After validating the modules above, an integrated device for the detection of eight different pathogens from a single sample was developed. The chip with the footprint of an SBS titerplate is shown in Fig. 13 which is made by injection molding and which contains microfluidic structures on the top as well as on the bottom side. The sample is introduced in the upper right hand corner through a Luer connector. Then, a bead-based DNA extraction and concentration takes place. The sample is subsequently divided into eight aliquots which flow through the storage area where the lyophilized PCR master mixes are stored. After liquefaction of the PCR mixes through the sample, the continuous-flow PCR takes place.
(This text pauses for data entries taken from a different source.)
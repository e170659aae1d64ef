use thiserror::Error;

/// A fixed-size slot of accelerator cache memory.
///
/// Each block holds the attention cache of one sequence for a fixed span of
/// `block_size` token positions. Blocks are indistinguishable and
/// interchangeable; a sequence's blocks are contiguous in logical order but
/// need not be contiguous in the physical pool.
#[derive(Clone, Debug, PartialEq, Eq)]
pub struct CacheBlock {
    /// Unique identifier of this block within the pool
    block_id: u32,
    /// Number of token positions this block can hold
    block_size: usize,
    /// Number of sequences currently holding this block. With recomputation
    /// mode preemption only, this is always 0 (free) or 1 (owned).
    ref_count: usize,
}

impl CacheBlock {
    /// Constructor
    pub fn new(block_id: u32, block_size: usize) -> Self {
        Self {
            block_id,
            block_size,
            ref_count: 0,
        }
    }

    /// Getter for `block_id`
    pub fn block_id(&self) -> u32 {
        self.block_id
    }

    /// Getter for `block_size`
    pub fn block_size(&self) -> usize {
        self.block_size
    }

    /// Getter for `ref_count`
    pub fn ref_count(&self) -> usize {
        self.ref_count
    }

    /// Checks if the block is unowned
    pub fn is_free(&self) -> bool {
        self.ref_count == 0
    }

    /// Increments the `ref_count` by one
    pub fn increment_ref_count(&mut self) {
        self.ref_count += 1;
    }

    /// Decreases the reference count by one.
    ///
    /// # Errors
    ///
    /// Returns `BlockError::ReferenceCountError` if the reference count is
    /// already zero.
    pub fn decrease_ref_count(&mut self) -> Result<(), BlockError> {
        if self.ref_count == 0 {
            return Err(BlockError::ReferenceCountError(self.block_id));
        }
        self.ref_count -= 1;
        Ok(())
    }
}

#[derive(Debug, Error)]
pub enum BlockError {
    #[error("Reference count of block `{0}` is already zero")]
    ReferenceCountError(u32),
}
The sample is then transported through microchannels on the top side of the chip to the detection area, where the fluorescence detection takes place before the samples are carried off to waste.

Fig. 13
figure 13

Integrated microfluidic device for 8-plex pathogen identification

With this device, experiments for the simultaneous detection of B. melitensis, Burkholderia mallei, B. pseudomallei, C. burnetii, Francisella tularensis, Yersinia pestis, and orthopox virus are currently under way to determine the performance of the device. An overall analysis time including all sample preparation steps as well as PCR of 40–45 min is targeted, which is comparable to the fastest commercially available but significantly more complex and expensive systems like the Genexpert from Cepheid [27].

6 Conclusions

By now microfluidics has reached a stage where it has gained widespread attention in many scientific disciplines. A significant development in the field of microfluidics can be noted in recent years, leading to a maturing of the technology and the subsequent growth in applications and products. The example described above gives a good indication of the ability to develop and manufacture complex microfluidic devices. Although no single “killer application” so far has captured the headlines, it is the long list of widely accepted advantages which nowadays makes microfluidics an essential tool in product development in almost any field of the Life Sciences. The availability of suitable fabrication methods for high-volume manufacturing of disposable microfluidic devices plays an important role to bring this technology to commercial success which will have a significant impact on the whole Life Science industry [28].